> _Collected data_
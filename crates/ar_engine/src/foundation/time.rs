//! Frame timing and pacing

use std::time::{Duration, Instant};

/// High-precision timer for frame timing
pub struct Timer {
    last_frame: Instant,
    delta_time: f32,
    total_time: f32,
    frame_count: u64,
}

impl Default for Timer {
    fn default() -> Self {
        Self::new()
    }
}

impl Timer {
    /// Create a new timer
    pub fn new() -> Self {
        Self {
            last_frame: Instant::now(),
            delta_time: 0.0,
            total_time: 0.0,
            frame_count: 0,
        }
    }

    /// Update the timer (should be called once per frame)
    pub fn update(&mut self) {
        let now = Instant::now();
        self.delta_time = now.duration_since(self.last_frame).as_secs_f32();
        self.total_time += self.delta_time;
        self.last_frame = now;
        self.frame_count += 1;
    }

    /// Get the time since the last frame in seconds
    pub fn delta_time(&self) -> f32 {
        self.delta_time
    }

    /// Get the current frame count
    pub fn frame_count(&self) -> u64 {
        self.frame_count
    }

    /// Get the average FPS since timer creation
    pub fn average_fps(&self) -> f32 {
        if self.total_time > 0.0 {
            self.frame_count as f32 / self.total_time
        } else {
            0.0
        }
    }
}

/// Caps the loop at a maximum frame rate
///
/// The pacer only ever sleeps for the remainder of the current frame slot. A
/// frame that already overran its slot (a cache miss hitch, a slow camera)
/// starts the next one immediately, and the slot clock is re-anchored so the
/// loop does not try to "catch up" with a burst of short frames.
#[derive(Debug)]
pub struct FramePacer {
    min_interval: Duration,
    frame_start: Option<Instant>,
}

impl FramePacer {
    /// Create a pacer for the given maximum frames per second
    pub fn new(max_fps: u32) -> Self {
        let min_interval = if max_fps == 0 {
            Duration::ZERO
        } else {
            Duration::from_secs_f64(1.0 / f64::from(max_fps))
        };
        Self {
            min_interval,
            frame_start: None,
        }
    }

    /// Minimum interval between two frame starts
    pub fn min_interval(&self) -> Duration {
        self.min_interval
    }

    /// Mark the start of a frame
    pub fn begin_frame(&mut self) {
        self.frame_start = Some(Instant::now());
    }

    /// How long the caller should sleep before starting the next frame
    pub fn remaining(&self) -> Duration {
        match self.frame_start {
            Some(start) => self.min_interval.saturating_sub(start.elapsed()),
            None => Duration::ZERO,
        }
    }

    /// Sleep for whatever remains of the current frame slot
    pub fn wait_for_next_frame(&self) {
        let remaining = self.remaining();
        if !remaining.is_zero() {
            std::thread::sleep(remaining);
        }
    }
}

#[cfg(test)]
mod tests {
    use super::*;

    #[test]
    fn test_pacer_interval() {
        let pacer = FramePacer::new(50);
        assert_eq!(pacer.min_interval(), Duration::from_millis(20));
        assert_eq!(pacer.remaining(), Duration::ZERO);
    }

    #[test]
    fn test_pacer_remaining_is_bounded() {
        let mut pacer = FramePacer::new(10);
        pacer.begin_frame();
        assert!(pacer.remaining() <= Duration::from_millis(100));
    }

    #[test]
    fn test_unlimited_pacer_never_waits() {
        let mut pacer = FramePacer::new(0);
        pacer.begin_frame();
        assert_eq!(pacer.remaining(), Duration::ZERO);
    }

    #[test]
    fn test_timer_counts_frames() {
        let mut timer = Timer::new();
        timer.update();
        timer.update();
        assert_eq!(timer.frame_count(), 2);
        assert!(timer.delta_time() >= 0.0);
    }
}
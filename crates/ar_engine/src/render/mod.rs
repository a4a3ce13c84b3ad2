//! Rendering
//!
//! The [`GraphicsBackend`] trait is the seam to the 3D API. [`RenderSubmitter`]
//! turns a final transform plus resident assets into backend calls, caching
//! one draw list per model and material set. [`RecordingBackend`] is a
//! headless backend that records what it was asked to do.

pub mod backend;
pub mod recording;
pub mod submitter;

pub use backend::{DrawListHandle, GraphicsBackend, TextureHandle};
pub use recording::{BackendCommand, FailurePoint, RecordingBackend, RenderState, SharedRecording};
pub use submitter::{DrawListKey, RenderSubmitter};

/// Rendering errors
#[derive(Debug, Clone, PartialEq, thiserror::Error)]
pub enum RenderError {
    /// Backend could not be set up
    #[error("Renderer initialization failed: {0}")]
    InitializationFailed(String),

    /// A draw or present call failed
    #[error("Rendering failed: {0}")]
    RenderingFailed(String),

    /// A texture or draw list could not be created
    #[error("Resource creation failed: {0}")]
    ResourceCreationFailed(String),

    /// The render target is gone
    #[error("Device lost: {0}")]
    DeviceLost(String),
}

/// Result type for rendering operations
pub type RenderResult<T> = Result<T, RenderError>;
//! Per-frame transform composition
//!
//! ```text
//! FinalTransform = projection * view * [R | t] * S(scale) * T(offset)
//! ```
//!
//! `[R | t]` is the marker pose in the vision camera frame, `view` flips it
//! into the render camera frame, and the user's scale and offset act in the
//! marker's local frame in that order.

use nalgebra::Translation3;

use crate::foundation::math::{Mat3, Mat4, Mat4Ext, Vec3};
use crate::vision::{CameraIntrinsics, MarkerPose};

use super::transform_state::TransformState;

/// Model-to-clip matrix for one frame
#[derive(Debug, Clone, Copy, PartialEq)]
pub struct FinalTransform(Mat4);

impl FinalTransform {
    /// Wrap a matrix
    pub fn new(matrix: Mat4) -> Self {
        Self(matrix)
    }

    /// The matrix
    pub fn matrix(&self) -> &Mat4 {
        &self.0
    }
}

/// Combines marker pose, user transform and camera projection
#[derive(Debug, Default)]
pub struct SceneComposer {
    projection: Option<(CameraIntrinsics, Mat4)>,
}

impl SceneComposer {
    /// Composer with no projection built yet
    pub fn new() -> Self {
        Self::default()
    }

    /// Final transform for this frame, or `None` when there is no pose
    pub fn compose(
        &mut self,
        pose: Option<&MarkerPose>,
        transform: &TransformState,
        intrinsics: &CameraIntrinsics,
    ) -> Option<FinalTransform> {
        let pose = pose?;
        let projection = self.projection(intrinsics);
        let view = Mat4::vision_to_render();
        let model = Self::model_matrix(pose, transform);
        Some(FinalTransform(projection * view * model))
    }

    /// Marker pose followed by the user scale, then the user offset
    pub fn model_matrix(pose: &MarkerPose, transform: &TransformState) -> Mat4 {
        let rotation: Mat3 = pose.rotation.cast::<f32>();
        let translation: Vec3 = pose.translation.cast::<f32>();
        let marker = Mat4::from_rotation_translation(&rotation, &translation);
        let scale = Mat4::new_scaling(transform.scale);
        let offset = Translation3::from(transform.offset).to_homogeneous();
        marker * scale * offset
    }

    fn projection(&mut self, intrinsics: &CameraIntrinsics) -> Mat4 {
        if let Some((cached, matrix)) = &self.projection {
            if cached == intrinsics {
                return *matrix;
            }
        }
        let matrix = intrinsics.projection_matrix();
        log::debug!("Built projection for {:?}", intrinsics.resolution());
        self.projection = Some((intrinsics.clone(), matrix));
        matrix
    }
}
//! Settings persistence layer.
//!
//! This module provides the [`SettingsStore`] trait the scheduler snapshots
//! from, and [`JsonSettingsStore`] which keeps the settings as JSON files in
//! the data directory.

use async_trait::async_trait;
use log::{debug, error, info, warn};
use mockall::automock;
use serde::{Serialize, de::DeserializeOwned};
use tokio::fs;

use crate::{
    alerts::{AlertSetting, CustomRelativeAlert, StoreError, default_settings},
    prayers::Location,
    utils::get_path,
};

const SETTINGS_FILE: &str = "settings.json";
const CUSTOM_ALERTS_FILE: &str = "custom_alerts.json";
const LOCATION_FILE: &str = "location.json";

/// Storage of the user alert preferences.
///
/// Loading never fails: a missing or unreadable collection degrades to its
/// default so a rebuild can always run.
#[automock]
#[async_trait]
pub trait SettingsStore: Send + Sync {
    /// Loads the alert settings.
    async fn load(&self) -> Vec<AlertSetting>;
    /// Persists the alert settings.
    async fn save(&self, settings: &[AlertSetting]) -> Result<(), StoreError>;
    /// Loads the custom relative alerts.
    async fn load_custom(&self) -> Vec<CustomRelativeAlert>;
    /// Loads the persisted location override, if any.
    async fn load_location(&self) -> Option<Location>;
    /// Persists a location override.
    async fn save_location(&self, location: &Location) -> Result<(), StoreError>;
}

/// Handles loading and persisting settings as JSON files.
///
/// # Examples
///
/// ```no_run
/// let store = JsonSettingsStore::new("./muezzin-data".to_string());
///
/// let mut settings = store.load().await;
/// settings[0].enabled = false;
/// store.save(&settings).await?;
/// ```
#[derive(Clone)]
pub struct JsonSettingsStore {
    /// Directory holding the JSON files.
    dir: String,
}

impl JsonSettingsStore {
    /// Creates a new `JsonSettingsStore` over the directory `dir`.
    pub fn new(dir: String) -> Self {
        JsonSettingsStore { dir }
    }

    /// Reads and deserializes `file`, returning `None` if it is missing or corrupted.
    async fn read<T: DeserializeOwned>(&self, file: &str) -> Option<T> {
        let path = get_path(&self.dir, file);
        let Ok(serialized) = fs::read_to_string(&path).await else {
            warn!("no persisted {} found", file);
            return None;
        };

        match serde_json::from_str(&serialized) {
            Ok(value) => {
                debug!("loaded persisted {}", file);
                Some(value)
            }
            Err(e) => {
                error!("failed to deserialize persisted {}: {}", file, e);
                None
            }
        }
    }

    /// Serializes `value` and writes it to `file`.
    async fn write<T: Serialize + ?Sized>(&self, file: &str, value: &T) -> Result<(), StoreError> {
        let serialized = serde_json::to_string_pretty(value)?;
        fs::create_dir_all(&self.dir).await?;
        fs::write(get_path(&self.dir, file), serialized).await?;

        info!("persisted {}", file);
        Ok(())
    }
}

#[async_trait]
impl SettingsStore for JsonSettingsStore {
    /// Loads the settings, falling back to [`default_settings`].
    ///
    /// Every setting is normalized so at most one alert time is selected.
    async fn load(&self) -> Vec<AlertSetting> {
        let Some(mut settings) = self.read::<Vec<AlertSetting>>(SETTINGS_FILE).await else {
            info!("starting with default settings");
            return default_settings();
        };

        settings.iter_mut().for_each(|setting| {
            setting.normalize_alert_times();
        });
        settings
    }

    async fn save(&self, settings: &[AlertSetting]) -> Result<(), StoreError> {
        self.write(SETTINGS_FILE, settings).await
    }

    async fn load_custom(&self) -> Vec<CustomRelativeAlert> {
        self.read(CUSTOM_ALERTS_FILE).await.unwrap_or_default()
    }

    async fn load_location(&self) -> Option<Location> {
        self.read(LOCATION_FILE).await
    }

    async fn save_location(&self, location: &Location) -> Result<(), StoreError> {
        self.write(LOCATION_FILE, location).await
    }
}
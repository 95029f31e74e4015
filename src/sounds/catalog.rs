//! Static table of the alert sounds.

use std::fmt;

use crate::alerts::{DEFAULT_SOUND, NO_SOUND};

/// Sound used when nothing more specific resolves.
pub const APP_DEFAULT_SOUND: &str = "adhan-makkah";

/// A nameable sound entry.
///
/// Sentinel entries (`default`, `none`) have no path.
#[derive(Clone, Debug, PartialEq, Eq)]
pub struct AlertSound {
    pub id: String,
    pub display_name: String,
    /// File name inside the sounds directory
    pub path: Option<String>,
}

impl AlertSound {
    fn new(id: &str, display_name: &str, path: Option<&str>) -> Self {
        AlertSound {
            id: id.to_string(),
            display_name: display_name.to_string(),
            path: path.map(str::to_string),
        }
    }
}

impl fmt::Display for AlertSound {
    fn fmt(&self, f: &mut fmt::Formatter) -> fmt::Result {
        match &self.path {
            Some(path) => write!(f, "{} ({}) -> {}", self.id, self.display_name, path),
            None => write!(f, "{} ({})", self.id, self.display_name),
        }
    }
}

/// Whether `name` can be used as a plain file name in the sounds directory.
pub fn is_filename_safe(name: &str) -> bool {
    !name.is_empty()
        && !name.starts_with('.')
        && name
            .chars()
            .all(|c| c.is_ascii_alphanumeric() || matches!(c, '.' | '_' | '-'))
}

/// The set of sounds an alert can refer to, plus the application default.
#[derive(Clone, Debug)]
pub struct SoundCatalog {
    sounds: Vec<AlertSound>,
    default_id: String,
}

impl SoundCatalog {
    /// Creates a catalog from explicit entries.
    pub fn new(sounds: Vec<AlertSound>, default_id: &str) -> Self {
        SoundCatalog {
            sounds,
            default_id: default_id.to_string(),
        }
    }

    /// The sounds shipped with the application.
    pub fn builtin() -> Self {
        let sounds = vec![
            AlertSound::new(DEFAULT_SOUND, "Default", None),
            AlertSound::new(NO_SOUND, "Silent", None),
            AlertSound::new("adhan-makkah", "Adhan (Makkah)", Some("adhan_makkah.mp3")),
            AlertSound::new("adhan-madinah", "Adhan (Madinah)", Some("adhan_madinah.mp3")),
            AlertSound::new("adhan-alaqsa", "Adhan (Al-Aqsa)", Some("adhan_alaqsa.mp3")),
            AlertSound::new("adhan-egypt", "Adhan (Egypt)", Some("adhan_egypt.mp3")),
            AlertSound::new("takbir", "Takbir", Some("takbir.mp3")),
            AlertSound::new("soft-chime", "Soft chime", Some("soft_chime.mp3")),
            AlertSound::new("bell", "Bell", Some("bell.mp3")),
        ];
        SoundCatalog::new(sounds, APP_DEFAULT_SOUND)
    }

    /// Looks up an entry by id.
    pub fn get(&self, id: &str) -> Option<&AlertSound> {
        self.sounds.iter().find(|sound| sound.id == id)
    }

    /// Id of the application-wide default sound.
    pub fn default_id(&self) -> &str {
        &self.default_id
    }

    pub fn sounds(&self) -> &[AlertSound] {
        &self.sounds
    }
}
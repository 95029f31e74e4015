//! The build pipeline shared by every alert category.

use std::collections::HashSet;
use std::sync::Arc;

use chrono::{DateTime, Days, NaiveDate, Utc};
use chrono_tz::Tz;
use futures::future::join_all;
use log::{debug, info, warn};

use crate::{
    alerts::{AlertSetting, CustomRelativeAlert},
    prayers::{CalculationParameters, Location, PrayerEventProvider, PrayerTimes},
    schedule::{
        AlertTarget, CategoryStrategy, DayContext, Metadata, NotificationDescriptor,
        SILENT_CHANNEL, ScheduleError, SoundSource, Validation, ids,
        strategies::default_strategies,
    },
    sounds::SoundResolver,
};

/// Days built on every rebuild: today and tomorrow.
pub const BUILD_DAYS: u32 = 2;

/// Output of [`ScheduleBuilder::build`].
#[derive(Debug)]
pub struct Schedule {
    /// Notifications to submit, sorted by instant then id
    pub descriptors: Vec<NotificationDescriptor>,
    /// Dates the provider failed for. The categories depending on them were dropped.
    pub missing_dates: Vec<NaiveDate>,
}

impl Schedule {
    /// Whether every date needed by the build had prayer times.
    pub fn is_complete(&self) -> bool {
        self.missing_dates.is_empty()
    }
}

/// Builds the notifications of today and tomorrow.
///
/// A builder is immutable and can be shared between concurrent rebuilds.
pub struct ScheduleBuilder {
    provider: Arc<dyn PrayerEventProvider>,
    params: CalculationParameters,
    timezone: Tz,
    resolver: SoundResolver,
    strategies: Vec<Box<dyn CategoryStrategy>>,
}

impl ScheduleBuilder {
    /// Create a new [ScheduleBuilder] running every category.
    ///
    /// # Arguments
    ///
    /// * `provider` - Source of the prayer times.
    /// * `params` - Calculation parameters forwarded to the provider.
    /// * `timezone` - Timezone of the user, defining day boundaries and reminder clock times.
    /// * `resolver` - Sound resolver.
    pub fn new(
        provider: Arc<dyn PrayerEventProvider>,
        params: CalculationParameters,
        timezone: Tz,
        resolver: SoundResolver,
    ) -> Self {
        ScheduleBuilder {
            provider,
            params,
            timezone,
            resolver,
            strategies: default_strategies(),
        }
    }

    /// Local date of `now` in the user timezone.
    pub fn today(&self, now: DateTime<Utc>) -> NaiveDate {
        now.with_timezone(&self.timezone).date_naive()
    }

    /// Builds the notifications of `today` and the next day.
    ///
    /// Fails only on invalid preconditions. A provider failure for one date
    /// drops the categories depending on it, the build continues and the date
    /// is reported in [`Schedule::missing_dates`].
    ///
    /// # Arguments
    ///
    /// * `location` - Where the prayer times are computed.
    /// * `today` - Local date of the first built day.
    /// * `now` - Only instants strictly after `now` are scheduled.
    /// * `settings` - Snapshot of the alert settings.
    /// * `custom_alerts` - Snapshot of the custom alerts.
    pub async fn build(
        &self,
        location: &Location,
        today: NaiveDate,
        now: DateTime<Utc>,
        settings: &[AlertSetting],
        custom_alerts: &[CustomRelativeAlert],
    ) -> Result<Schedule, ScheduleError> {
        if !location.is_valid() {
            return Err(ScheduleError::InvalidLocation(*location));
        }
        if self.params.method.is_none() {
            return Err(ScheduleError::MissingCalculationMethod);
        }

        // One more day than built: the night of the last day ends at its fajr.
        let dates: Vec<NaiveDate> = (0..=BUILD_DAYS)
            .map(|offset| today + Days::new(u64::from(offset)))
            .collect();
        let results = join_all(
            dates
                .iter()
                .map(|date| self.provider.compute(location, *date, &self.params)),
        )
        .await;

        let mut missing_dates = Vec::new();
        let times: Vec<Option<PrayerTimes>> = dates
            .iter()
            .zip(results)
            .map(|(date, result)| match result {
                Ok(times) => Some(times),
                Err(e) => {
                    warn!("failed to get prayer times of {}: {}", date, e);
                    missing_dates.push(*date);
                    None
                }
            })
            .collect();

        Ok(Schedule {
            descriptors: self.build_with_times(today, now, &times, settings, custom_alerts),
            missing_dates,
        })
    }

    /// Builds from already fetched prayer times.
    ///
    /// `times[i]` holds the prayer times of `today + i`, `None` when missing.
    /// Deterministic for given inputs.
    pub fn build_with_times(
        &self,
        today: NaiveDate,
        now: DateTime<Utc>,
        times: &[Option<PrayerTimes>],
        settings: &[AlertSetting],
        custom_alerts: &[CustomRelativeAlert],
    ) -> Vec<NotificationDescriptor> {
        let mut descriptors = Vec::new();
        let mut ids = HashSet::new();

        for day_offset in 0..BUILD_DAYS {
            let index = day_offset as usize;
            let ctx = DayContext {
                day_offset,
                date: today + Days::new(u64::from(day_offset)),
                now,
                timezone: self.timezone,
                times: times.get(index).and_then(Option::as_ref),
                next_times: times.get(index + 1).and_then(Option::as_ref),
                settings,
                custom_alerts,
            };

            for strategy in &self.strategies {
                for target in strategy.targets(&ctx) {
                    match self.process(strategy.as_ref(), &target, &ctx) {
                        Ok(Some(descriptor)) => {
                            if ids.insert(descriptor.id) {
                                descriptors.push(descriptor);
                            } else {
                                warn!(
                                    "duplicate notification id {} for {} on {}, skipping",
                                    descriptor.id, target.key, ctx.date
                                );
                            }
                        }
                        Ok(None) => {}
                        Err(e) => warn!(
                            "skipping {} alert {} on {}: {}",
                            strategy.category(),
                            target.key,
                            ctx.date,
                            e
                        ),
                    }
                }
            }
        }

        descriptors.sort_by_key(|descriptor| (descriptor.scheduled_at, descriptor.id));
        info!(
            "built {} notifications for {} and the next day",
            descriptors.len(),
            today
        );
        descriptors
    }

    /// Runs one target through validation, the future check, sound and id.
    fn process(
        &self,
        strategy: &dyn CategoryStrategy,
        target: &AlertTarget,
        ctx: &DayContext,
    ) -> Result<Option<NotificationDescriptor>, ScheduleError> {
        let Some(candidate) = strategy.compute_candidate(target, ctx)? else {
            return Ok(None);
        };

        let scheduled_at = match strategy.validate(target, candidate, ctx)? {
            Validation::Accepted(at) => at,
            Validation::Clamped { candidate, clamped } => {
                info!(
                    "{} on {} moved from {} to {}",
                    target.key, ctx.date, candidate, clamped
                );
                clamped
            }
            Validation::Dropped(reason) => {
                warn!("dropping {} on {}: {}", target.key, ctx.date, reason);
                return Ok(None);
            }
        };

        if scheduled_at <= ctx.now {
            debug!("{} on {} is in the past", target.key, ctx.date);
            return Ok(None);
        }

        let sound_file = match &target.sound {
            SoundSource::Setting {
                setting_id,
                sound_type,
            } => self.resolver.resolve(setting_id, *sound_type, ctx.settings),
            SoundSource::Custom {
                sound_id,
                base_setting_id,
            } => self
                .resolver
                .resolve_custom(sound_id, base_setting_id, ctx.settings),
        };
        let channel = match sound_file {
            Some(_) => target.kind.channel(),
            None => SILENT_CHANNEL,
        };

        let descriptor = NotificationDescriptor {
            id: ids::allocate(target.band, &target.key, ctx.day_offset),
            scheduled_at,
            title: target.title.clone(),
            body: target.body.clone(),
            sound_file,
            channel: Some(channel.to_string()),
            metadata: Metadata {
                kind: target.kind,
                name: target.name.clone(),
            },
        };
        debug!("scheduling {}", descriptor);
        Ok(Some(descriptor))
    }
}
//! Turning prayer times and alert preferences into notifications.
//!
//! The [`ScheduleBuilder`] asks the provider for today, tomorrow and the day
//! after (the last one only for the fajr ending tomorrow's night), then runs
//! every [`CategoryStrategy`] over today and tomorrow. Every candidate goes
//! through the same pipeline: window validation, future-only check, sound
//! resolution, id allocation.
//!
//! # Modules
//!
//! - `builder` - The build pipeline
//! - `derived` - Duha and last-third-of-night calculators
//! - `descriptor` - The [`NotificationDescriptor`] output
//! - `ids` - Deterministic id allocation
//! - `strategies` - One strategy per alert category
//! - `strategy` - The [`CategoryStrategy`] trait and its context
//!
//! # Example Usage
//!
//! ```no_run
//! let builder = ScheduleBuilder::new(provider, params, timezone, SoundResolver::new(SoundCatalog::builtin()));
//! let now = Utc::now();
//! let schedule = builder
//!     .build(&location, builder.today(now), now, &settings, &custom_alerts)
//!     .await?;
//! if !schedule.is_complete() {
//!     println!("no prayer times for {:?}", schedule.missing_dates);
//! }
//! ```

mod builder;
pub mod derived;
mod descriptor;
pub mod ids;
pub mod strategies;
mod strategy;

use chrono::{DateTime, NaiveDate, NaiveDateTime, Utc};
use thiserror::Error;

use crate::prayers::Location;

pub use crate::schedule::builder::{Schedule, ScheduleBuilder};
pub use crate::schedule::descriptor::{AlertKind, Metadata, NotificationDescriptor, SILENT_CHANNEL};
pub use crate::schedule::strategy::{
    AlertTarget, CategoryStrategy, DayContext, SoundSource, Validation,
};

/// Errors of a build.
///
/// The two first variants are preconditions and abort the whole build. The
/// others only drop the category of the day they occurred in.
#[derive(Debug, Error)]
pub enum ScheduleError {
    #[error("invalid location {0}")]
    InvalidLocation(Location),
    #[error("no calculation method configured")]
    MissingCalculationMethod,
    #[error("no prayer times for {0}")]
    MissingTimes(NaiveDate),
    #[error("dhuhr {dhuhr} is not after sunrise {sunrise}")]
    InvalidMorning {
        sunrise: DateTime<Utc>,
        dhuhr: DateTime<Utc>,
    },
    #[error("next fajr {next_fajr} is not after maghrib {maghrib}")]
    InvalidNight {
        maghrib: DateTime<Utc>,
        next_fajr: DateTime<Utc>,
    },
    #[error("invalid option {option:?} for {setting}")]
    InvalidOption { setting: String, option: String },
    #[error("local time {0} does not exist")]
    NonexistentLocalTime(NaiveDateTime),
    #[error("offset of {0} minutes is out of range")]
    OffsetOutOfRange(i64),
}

> _Exercise_
Look above for the line with "settings: &[AlertSetting]) -> Result<(), StoreError>;" and the line with "override, if any."; transcribe both and all lines in between, exactly, and nothing else.

> _Solved problem_
    async fn save(&self, settings: &[AlertSetting]) -> Result<(), StoreError>;
    /// Loads the custom relative alerts.
    async fn load_custom(&self) -> Vec<CustomRelativeAlert>;
    /// Loads the persisted location override, if any.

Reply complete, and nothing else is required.